PKA: Assembly of Dynamic Macromolecular Signaling Scaffolds

Although we have learned a great deal about the protein kinase superfamily from our structure/function studies of the free PKA catalytic (C) subunit and the free cAMP-bound regulatory (R) subunits, these studies did not allow us to understand how the C-subunit was actually inhibited nor did we understand at the molecular level how the holoenzymes were activated by cAMP. Four functionally non-redundant PKA R-subunits (RIα, RIβ, RIIα, and RIIβ) are assembled as a dimer. The N-terminal dimerization/docking (D/D) is followed by a flexible linker and two tandem cAMP binding domains. The D/D domain also serves as the docking site for A Kinase Anchoring Proteins (AKAPs) which function as scaffolds that target the PKA holoenzyme to specific sites in the cell in close proximity to selected substrates. Isoform diversity of the R-subunits is a major mechanism for achieving specificity in PKA signaling. We describe here, for the first time, how PKA is assembled into diverse tetrameric holoenzymes.
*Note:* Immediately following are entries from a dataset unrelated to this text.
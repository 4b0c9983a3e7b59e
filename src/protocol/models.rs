//! License record and derived status.

use crate::keygen::tier::Tier;
use chrono::{DateTime, Utc};
use serde::{Deserialize, Serialize};

/// A single issued license.
///
/// The registry owns every `License`. Values handed out by the registry
/// are snapshots; changing them does not change the registry.
#[derive(Debug, Clone, PartialEq, Eq, Serialize, Deserialize)]
pub struct License {
    /// Unique key, immutable after creation.
    pub key: String,

    /// Tier fixed at issuance.
    pub tier: Tier,

    /// Purchaser contact (e.g. phone number). Record-keeping only.
    pub owner_contact: String,

    /// Device the license is bound to, once activated.
    pub bound_device: Option<String>,

    /// When the first successful activation happened.
    pub activated_at: Option<DateTime<Utc>>,

    /// Absolute expiry computed at issuance. `None` never expires.
    pub expires_at: Option<DateTime<Utc>>,

    /// When the license was issued.
    pub created_at: DateTime<Utc>,
}

impl License {
    /// Create a freshly issued, unbound license.
    pub(crate) fn issued(
        key: String,
        tier: Tier,
        owner_contact: String,
        created_at: DateTime<Utc>,
        expires_at: Option<DateTime<Utc>>,
    ) -> Self {
        Self {
            key,
            tier,
            owner_contact,
            bound_device: None,
            activated_at: None,
            expires_at,
            created_at,
        }
    }

    /// Whether a device has been bound.
    pub fn is_activated(&self) -> bool {
        self.bound_device.is_some()
    }

    /// Whether the license is expired at `now`, regardless of binding.
    pub fn is_expired_at(&self, now: DateTime<Utc>) -> bool {
        self.expires_at.is_some_and(|expires| now >= expires)
    }

    /// Whether the license is bound to `device_id`.
    pub fn is_bound_to(&self, device_id: &str) -> bool {
        self.bound_device.as_deref() == Some(device_id)
    }

    /// Derive the status at `now`.
    pub fn status_at(&self, now: DateTime<Utc>) -> LicenseStatus {
        if self.is_expired_at(now) {
            return LicenseStatus::Expired;
        }
        if !self.is_activated() {
            return LicenseStatus::NotActivated;
        }
        match self.expires_at {
            Some(expires) => LicenseStatus::ActiveUntil(expires),
            None => LicenseStatus::ActiveNoExpiry,
        }
    }
}

/// Status derived from a license and the current time. Never stored.
#[derive(Debug, Clone, Copy, PartialEq, Eq, Serialize, Deserialize)]
#[serde(tag = "state", content = "expires_at", rename_all = "snake_case")]
pub enum LicenseStatus {
    /// Issued, not yet bound, not expired.
    NotActivated,
    /// Bound and valid until the given time.
    ActiveUntil(DateTime<Utc>),
    /// Bound and never expires.
    ActiveNoExpiry,
    /// Past its expiry, bound or not.
    Expired,
}

impl LicenseStatus {
    /// Wire name of the state.
    pub fn state_name(&self) -> &'static str {
        match self {
            LicenseStatus::NotActivated => "not_activated",
            LicenseStatus::ActiveUntil(_) => "active_until",
            LicenseStatus::ActiveNoExpiry => "active_no_expiry",
            LicenseStatus::Expired => "expired",
        }
    }

    /// Whether the license currently grants access.
    pub fn is_active(&self) -> bool {
        matches!(
            self,
            LicenseStatus::ActiveUntil(_) | LicenseStatus::ActiveNoExpiry
        )
    }
}

/// Result of a successful issue.
#[derive(Debug, Clone, PartialEq, Eq, Serialize)]
pub struct IssueReceipt {
    /// The new license key.
    pub key: String,
    /// Tier derived from the amount.
    pub tier: Tier,
}

/// Result of a successful activation.
#[derive(Debug, Clone, PartialEq, Eq, Serialize)]
pub struct ActivationReceipt {
    /// Tier of the license.
    pub tier: Tier,
    /// Expiry of the license, if any.
    pub expires_at: Option<DateTime<Utc>>,
    /// When the device was bound. Unchanged by re-activation.
    pub activated_at: DateTime<Utc>,
    /// `false` when this was an idempotent re-activation.
    #[serde(skip)]
    pub newly_bound: bool,
}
This allows us to begin to fully appreciate the role of the R-subunits in creating novel tetramers that are then recruited in unique ways to supramolecular complexes where they are poised to phosphorylate nearby substrates. How these scaffolds are then assembled as part of polyvalent PKA signaling scaffolds is our next challenge. By showing how the RII subunit is anchored to a PDZ domain through a dual specific AKAP, DAKAP2, we are beginning to understand how larger scaffolds are assembled and anchored to the C-termini of ion transporters. We are also exploring PKA signaling scaffolds at the mitochondria.